■ WORK REQUEST: Each record, exactly as written, should be printed again.
================================
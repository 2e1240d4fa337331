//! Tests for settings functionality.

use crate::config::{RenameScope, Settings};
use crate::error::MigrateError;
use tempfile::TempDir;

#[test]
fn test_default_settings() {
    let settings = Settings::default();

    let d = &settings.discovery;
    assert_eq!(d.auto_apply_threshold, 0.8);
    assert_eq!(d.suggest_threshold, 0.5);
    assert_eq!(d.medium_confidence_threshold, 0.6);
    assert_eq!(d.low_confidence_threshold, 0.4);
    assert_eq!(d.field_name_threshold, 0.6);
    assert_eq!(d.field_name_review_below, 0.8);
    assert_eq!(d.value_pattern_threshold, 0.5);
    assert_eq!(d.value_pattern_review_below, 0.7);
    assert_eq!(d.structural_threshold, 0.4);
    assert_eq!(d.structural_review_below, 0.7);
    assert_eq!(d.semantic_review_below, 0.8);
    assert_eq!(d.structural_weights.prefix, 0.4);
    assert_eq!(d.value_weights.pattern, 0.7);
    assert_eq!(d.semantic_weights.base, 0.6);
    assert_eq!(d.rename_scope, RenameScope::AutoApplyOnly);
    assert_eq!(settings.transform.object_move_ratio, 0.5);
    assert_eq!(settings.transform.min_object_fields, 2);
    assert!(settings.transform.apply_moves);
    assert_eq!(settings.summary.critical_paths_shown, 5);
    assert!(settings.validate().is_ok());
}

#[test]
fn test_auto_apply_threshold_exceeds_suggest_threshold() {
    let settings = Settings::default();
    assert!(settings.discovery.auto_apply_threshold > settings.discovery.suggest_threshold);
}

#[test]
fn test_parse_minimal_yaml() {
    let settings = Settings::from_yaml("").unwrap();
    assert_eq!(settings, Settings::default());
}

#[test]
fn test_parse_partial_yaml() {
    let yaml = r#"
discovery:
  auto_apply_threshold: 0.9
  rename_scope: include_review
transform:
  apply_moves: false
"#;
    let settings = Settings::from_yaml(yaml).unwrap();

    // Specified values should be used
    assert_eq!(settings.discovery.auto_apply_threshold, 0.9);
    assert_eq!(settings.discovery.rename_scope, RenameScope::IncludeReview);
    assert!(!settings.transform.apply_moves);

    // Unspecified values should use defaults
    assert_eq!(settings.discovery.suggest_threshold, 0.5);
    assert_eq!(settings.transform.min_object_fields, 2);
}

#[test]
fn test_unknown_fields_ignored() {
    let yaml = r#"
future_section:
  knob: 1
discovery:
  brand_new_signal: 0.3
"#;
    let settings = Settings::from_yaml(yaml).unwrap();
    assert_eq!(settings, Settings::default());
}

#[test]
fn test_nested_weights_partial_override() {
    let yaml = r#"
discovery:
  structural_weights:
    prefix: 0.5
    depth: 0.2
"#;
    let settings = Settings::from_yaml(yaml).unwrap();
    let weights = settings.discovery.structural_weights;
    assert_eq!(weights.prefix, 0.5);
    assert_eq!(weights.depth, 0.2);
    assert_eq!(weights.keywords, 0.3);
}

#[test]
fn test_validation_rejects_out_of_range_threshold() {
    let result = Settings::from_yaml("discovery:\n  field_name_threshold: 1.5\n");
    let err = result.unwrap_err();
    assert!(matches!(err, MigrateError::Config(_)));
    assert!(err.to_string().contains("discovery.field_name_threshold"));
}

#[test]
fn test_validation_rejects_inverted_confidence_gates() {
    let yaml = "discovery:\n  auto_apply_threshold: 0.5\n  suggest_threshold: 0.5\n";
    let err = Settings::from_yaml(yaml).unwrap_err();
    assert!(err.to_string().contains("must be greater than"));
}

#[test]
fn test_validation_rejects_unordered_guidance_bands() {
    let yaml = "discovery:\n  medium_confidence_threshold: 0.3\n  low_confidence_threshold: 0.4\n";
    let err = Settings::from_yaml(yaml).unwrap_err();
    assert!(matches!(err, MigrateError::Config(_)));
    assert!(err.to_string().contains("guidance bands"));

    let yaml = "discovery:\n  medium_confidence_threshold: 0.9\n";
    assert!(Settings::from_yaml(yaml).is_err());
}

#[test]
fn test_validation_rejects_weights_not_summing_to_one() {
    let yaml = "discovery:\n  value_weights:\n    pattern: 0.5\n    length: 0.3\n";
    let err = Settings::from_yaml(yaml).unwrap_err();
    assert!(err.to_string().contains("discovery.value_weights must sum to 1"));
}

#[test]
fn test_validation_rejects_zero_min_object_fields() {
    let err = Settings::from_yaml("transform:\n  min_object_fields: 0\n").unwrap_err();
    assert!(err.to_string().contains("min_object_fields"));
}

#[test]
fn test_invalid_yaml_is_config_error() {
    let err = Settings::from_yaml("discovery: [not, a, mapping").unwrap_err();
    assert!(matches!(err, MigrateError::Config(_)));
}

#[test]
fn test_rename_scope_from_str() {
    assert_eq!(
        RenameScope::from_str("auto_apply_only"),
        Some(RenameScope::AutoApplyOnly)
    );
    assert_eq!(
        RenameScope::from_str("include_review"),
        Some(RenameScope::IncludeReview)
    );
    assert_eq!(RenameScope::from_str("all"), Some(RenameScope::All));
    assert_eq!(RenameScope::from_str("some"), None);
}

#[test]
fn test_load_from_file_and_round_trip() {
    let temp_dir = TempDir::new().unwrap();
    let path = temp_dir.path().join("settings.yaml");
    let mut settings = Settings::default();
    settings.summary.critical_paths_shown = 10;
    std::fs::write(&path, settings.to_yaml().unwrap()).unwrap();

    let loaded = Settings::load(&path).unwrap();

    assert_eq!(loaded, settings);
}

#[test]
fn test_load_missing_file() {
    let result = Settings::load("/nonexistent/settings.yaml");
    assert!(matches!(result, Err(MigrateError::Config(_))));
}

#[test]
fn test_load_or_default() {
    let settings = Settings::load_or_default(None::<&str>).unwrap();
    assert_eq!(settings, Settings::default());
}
================================
■ WRITTEN SOLUTION:
repository 2e1240d4fa337331
//! Tests for settings functionality.

use crate::config::{RenameScope, Settings};
use crate::error::MigrateError;
use tempfile::TempDir;

#[test]
fn test_default_settings() {
    let settings = Settings::default();

    let d = &settings.discovery;
    assert_eq!(d.auto_apply_threshold, 0.8);
    assert_eq!(d.suggest_threshold, 0.5);
    assert_eq!(d.medium_confidence_threshold, 0.6);
    assert_eq!(d.low_confidence_threshold, 0.4);
    assert_eq!(d.field_name_threshold, 0.6);
    assert_eq!(d.field_name_review_below, 0.8);
    assert_eq!(d.value_pattern_threshold, 0.5);
    assert_eq!(d.value_pattern_review_below, 0.7);
    assert_eq!(d.structural_threshold, 0.4);
    assert_eq!(d.structural_review_below, 0.7);
    assert_eq!(d.semantic_review_below, 0.8);
    assert_eq!(d.structural_weights.prefix, 0.4);
    assert_eq!(d.value_weights.pattern, 0.7);
    assert_eq!(d.semantic_weights.base, 0.6);
    assert_eq!(d.rename_scope, RenameScope::AutoApplyOnly);
    assert_eq!(settings.transform.object_move_ratio, 0.5);
    assert_eq!(settings.transform.min_object_fields, 2);
    assert!(settings.transform.apply_moves);
    assert_eq!(settings.summary.critical_paths_shown, 5);
    assert!(settings.validate().is_ok());
}

#[test]
fn test_auto_apply_threshold_exceeds_suggest_threshold() {
    let settings = Settings::default();
    assert!(settings.discovery.auto_apply_threshold > settings.discovery.suggest_threshold);
}

#[test]
fn test_parse_minimal_yaml() {
    let settings = Settings::from_yaml("").unwrap();
    assert_eq!(settings, Settings::default());
}

#[test]
fn test_parse_partial_yaml() {
    let yaml = r#"
discovery:
  auto_apply_threshold: 0.9
  rename_scope: include_review
transform:
  apply_moves: false
"#;
    let settings = Settings::from_yaml(yaml).unwrap();

    // Specified values should be used
    assert_eq!(settings.discovery.auto_apply_threshold, 0.9);
    assert_eq!(settings.discovery.rename_scope, RenameScope::IncludeReview);
    assert!(!settings.transform.apply_moves);

    // Unspecified values should use defaults
    assert_eq!(settings.discovery.suggest_threshold, 0.5);
    assert_eq!(settings.transform.min_object_fields, 2);
}

#[test]
fn test_unknown_fields_ignored() {
    let yaml = r#"
future_section:
  knob: 1
discovery:
  brand_new_signal: 0.3
"#;
    let settings = Settings::from_yaml(yaml).unwrap();
    assert_eq!(settings, Settings::default());
}

#[test]
fn test_nested_weights_partial_override() {
    let yaml = r#"
discovery:
  structural_weights:
    prefix: 0.5
    depth: 0.2
"#;
    let settings = Settings::from_yaml(yaml).unwrap();
    let weights = settings.discovery.structural_weights;
    assert_eq!(weights.prefix, 0.5);
    assert_eq!(weights.depth, 0.2);
    assert_eq!(weights.keywords, 0.3);
}

#[test]
fn test_validation_rejects_out_of_range_threshold() {
    let result = Settings::from_yaml("discovery:\n  field_name_threshold: 1.5\n");
    let err = result.unwrap_err();
    assert!(matches!(err, MigrateError::Config(_)));
    assert!(err.to_string().contains("discovery.field_name_threshold"));
}

#[test]
fn test_validation_rejects_inverted_confidence_gates() {
    let yaml = "discovery:\n  auto_apply_threshold: 0.5\n  suggest_threshold: 0.5\n";
    let err = Settings::from_yaml(yaml).unwrap_err();
    assert!(err.to_string().contains("must be greater than"));
}

#[test]
fn test_validation_rejects_unordered_guidance_bands() {
    let yaml = "discovery:\n  medium_confidence_threshold: 0.3\n  low_confidence_threshold: 0.4\n";
    let err = Settings::from_yaml(yaml).unwrap_err();
    assert!(matches!(err, MigrateError::Config(_)));
    assert!(err.to_string().contains("guidance bands"));

    let yaml = "discovery:\n  medium_confidence_threshold: 0.9\n";
    assert!(Settings::from_yaml(yaml).is_err());
}

#[test]
fn test_validation_rejects_weights_not_summing_to_one() {
    let yaml = "discovery:\n  value_weights:\n    pattern: 0.5\n    length: 0.3\n";
    let err = Settings::from_yaml(yaml).unwrap_err();
    assert!(err.to_string().contains("discovery.value_weights must sum to 1"));
}

#[test]
fn test_validation_rejects_zero_min_object_fields() {
    let err = Settings::from_yaml("transform:\n  min_object_fields: 0\n").unwrap_err();
    assert!(err.to_string().contains("min_object_fields"));
}

#[test]
fn test_invalid_yaml_is_config_error() {
    let err = Settings::from_yaml("discovery: [not, a, mapping").unwrap_err();
    assert!(matches!(err, MigrateError::Config(_)));
}

#[test]
fn test_rename_scope_from_str() {
    assert_eq!(
        RenameScope::from_str("auto_apply_only"),
        Some(RenameScope::AutoApplyOnly)
    );
    assert_eq!(
        RenameScope::from_str("include_review"),
        Some(RenameScope::IncludeReview)
    );
    assert_eq!(RenameScope::from_str("all"), Some(RenameScope::All));
    assert_eq!(RenameScope::from_str("some"), None);
}

#[test]
fn test_load_from_file_and_round_trip() {
    let temp_dir = TempDir::new().unwrap();
    let path = temp_dir.path().join("settings.yaml");
    let mut settings = Settings::default();
    settings.summary.critical_paths_shown = 10;
    std::fs::write(&path, settings.to_yaml().unwrap()).unwrap();

    let loaded = Settings::load(&path).unwrap();

    assert_eq!(loaded, settings);
}

#[test]
fn test_load_missing_file() {
    let result = Settings::load("/nonexistent/settings.yaml");
    assert!(matches!(result, Err(MigrateError::Config(_))));
}

#[test]
fn test_load_or_default() {
    let settings = Settings::load_or_default(None::<&str>).unwrap();
    assert_eq!(settings, Settings::default());
}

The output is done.